Leccionario
Se designa con este nombre a los libros utilizados en la Liturgia de la Palabra, durante la celebración de la Santa Misa. Aunque en ellos están incluidos los textos correspondientes a la proclamación del Evangelio, suele haber otro libro más rico, conocido como Evangeliario, que es utilizado específicamente con ese fin.
El Leccionario no es un libro único, sino que, en la actualidad, está constituido por una colección de 8 volúmenes que contienen las lecturas propias de cada celebración, dentro del Año Litúrgico. Su distribución es la siguiente: Leccionario I
Con las lecturas correspondientes a domingos y festivos del ciclo A Leccionario II
Con las lecturas correspondientes a domingos y festivos del ciclo B Leccionario III
Con las lecturas correspondientes a domingos y festivos del ciclo C Leccionario IV
Con las lecturas correspondientes al Tiempo Ordinario Leccionario V
Con las lecturas correspondientes al Propio y Común de los Santos,
así como Difuntos Leccionario VI
Con las lecturas correspondientes a Misas diversas y votivas Leccionario VII
Con las lecturas correspondientes al Tiempo ferial de Adviento, Cua
resma y Pascua Leccionario VIII Con las lecturas correspondientes a las Misas rituales
Hasta el Concilio Vaticano II, durante la Misa tan sólo se leían dos lecturas, la Epístola y el Evangelio propio del día, aunque al final de la celebración siempre se recitaba el comienzo del Evangelio de San Juan.
La Constitución Sacrosantum Concilium dispuso que se organizara una lectura de la Escritura más rica y adaptada. En cumplimiento de este mandato, el Consilium para la reforma litúrgica comenzó a trabajar con este objetivo y, en un plazo relativamente breve, dio a conocer sus criterios que fueron aprobados por el Papa San Pablo VI mediante la Constitución Apostólica Missale Romanum, de 3 de abril de 1969.
Entre los aspectos más importantes del nuevo Orden de Lecturas de la Misa, destacaba la introducción de tres lecturas, en los domingos y fiestas. La primera profética, la segunda apostólica, y la tercera el evangelio.
Al mismo tiempo se proponía la organización de un sistema, que quedó establecido en tres ciclos, para que los fieles, a lo largo de tres años, pudieran tener conocimiento de las partes principales de la Sagrada Escritura. Ese fue el origen de los ciclos A, B y C, actualmente en vigor.

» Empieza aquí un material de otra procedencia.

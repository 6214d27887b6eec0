//! Endpoint watcher state machine
//!
//! Drives the `Idle → Armed → Reporting → Armed` loop: waits for USB-class
//! device events, collapses bursts through a debounce window, runs one
//! enumeration + report + delivery cycle per window, and keeps the process
//! lock heartbeat fresh while doing so. Losing the event channel triggers
//! bounded resubscription; exhausting it is fatal to this instance and left
//! to the supervising launcher.

use std::sync::Arc;
use std::time::Duration;

use tokio::sync::{mpsc, watch, Mutex};
use tracing::{error, info, warn};

use crate::config::WatchdConfig;
use crate::error::{Result, WatchError};
use crate::events::{DeviceEvent, DeviceEventSource};
use crate::guard::ProcessGuard;
use crate::report::build_report;
use crate::scan::run_enumeration;
use crate::transmit::{backoff_delay, ReportTransmitter};

/// Watcher lifecycle states.
#[derive(Clone, Copy, Debug, PartialEq, Eq)]
pub enum WatcherState {
    /// Not yet subscribed to device events
    Idle,
    /// Subscribed, waiting for a device event
    Armed,
    /// Running an enumeration/report/delivery cycle
    Reporting,
}

/// The endpoint watcher.
pub struct Watcher<S, T> {
    source: S,
    transmitter: T,
    org_id: String,
    machine_id: String,
    scan_command: String,
    scan_timeout: Duration,
    debounce: Duration,
    resubscribe_attempts: u32,
    resubscribe_backoff: Duration,
    resync_interval: Option<Duration>,
    state: WatcherState,
    cycles_run: u64,
    reports_delivered: u64,
}

impl<S, T> Watcher<S, T>
where
    S: DeviceEventSource,
    T: ReportTransmitter,
{
    /// Build a watcher from configuration and a resolved machine id.
    pub fn new(config: &WatchdConfig, machine_id: String, source: S, transmitter: T) -> Self {
        Self {
            source,
            transmitter,
            org_id: config.org_id.clone(),
            machine_id,
            scan_command: config.scan.command.clone(),
            scan_timeout: config.scan_timeout(),
            debounce: config.debounce(),
            resubscribe_attempts: config.watcher.resubscribe_attempts,
            resubscribe_backoff: Duration::from_millis(config.watcher.resubscribe_backoff_ms),
            resync_interval: config.resync_interval(),
            state: WatcherState::Idle,
            cycles_run: 0,
            reports_delivered: 0,
        }
    }

    /// Current lifecycle state.
    pub fn state(&self) -> WatcherState {
        self.state
    }

    /// Report cycles attempted so far.
    pub fn cycles_run(&self) -> u64 {
        self.cycles_run
    }

    /// Reports the collector acknowledged so far.
    pub fn reports_delivered(&self) -> u64 {
        self.reports_delivered
    }

    /// Run one enumeration → build → deliver cycle.
    ///
    /// Per-cycle failures are terminal only for this cycle: a bad snapshot
    /// or an exhausted delivery is logged and superseded by the next cycle.
    pub async fn report_once(&mut self) {
        self.state = WatcherState::Reporting;
        self.cycles_run += 1;

        let outcome = self.try_report().await;
        match outcome {
            Ok(()) => {
                self.reports_delivered += 1;
            }
            Err(WatchError::ReportBuild(reason)) => {
                error!(reason = %reason, "Snapshot unusable, skipping this cycle");
            }
            Err(WatchError::Enumeration(reason)) => {
                error!(reason = %reason, "Enumeration failed, skipping this cycle");
            }
            Err(WatchError::Transmission(reason)) => {
                warn!(reason = %reason, "Report dropped after retry exhaustion");
            }
            Err(e) => {
                error!(error = %e, "Report cycle failed");
            }
        }

        self.state = WatcherState::Armed;
    }

    async fn try_report(&mut self) -> Result<()> {
        let scan = run_enumeration(&self.scan_command, self.scan_timeout).await?;
        if !scan.success() {
            return Err(WatchError::Enumeration(format!(
                "enumeration tool exited with code {}",
                scan.exit_code
            )));
        }

        let report = build_report(&self.org_id, &self.machine_id, &scan.snapshot)?;
        self.transmitter.deliver(&report).await?;
        Ok(())
    }

    /// Subscribe to device events, retrying with backoff on failure.
    async fn subscribe_with_retry(&mut self) -> Result<mpsc::Receiver<DeviceEvent>> {
        let mut last_error = None;

        for attempt in 0..=self.resubscribe_attempts {
            if attempt > 0 {
                let delay = backoff_delay(attempt - 1, self.resubscribe_backoff);
                warn!(
                    attempt = attempt,
                    delay_ms = delay.as_millis() as u64,
                    "Resubscribing to device events"
                );
                tokio::time::sleep(delay).await;
            }

            match self.source.subscribe().await {
                Ok(rx) => {
                    self.state = WatcherState::Armed;
                    return Ok(rx);
                }
                Err(e) => {
                    warn!(attempt = attempt, error = %e, "Device event subscription failed");
                    last_error = Some(e);
                }
            }
        }

        Err(last_error.unwrap_or_else(|| {
            WatchError::EventChannel("subscription failed with no attempts".to_string())
        }))
    }

    /// Collapse an event burst: wait out the debounce window, then drain
    /// everything that queued up meanwhile. Composite devices enumerate
    /// several sub-interfaces in quick succession; one report covers them.
    async fn debounce_burst(&self, rx: &mut mpsc::Receiver<DeviceEvent>) {
        tokio::time::sleep(self.debounce).await;
        while rx.try_recv().is_ok() {}
    }

    /// Run the watcher until the event channel is irrecoverably lost or the
    /// process lock is stolen.
    ///
    /// `guard` carries the process lock; its heartbeat is refreshed on
    /// `heartbeat_interval` for as long as the watcher runs.
    pub async fn run(
        &mut self,
        guard: Option<ProcessGuard>,
        heartbeat_interval: Duration,
    ) -> Result<()> {
        // The sender half stays alive here so `changed()` can only fire on
        // an actual heartbeat failure, never on channel teardown.
        let (lock_lost_tx, mut lock_lost_rx) = watch::channel(false);
        if let Some(guard) = guard {
            spawn_heartbeat(guard, heartbeat_interval, lock_lost_tx.clone());
        }

        let mut rx = self.subscribe_with_retry().await?;
        info!(machine_id = %self.machine_id, "Watcher armed");

        let mut resync = self.resync_interval.map(|period| {
            tokio::time::interval_at(tokio::time::Instant::now() + period, period)
        });

        loop {
            tokio::select! {
                maybe_event = rx.recv() => match maybe_event {
                    Some(event) if event.is_usb() => {
                        self.debounce_burst(&mut rx).await;
                        self.report_once().await;
                    }
                    Some(_) => {
                        // Non-USB subsystems are not ours to report on.
                    }
                    None => {
                        warn!("Device event channel closed");
                        rx = self.subscribe_with_retry().await.map_err(|e| {
                            error!(error = %e, "Resubscription exhausted, escalating to restart");
                            e
                        })?;
                    }
                },
                _ = tick(&mut resync) => {
                    info!("Periodic resync");
                    self.report_once().await;
                }
                _ = lock_lost_rx.changed() => {
                    // Another instance reclaimed the lock; it owns this
                    // machine now and this process bows out.
                    error!("Process lock lost, stopping watcher");
                    return Err(WatchError::LockRejected { pid: 0 });
                }
            }
        }
    }
}

/// Await the next resync tick, or pend forever when resync is disabled.
async fn tick(resync: &mut Option<tokio::time::Interval>) {
    match resync {
        Some(interval) => {
            interval.tick().await;
        }
        None => std::future::pending().await,
    }
}

/// Refresh the lock heartbeat until refresh fails (lock stolen or fs gone).
fn spawn_heartbeat(
    guard: ProcessGuard,
    interval: Duration,
    lock_lost: watch::Sender<bool>,
) -> tokio::task::JoinHandle<()> {
    let guard = Arc::new(Mutex::new(guard));
    tokio::spawn(async move {
        let mut ticker = tokio::time::interval(interval);
        ticker.tick().await; // first tick fires immediately
        loop {
            ticker.tick().await;
            let mut guard = guard.lock().await;
            if let Err(e) = guard.refresh_heartbeat() {
                error!(error = %e, "Heartbeat refresh failed");
                let _ = lock_lost.send(true);
                return;
            }
        }
    })
}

De acuerdo con este modelo, en los domingos y festivos de cada año se leen las lecturas del ciclo correspondiente que son tres. La primera está tomada del Antiguo Testamento, excepto en tiempo de Pascua en el que se leen los Hechos de los Apóstoles porque relatan episodios acaecidos tras la Resurrección del Señor. La segunda lectura es un fragmento de una Epístola o del Apocalipsis. La tercera corresponde siempre al Evangelio. Durante el ciclo A se lee el Evangelio de San Mateo; en el ciclo B, se utiliza el de San Marcos, completado con el de San Juan; finalmente, en el ciclo C se utiliza el Evangelio de San Lucas. El de San Juan se ha reservado para ser leído en tiempo de Cuaresma y de Pascua, debido a sus características específicas.
La estructura de las lecturas correspondientes a las ferias de tiempo ordinario es diferente. En primer lugar, se leen únicamente dos lecturas. La primera está tomada del Antiguo Testamento y se distribuye en dos únicos ciclos, el I y el II. En tiempo de Pascua se leen los Hechos. La segunda lectura es el Evangelio, del que se ha elaborado un ciclo único que se repite todos los años.
El Leccionario V contiene, como hemos visto, las lecturas del Propio y Común de los Santos. En el primer caso se trata de las lecturas que corresponden a las solemnidades y fiestas de santos señalados en el calendario litúrgico, con textos propios. En el otro caso incorpora un repertorio de lecturas adecuadas a cada categoría de santos, bien sean confesores, mártires, vírgenes, etc. En este Leccionario están incluidas, también, las misas de Difuntos.
El volumen VI comprende misas votivas para determinadas ocasiones, mientras que el VIII está dedicado a las propias de los diferentes rituales sacramentales, salvo el de la Penitencia que, como es sabido, no se puede unir al de la celebración eucarística.
El volumen VII reune las lecturas correspondientes a los tiempos litúrgicos de Adviento, Cuaresma y Pascua.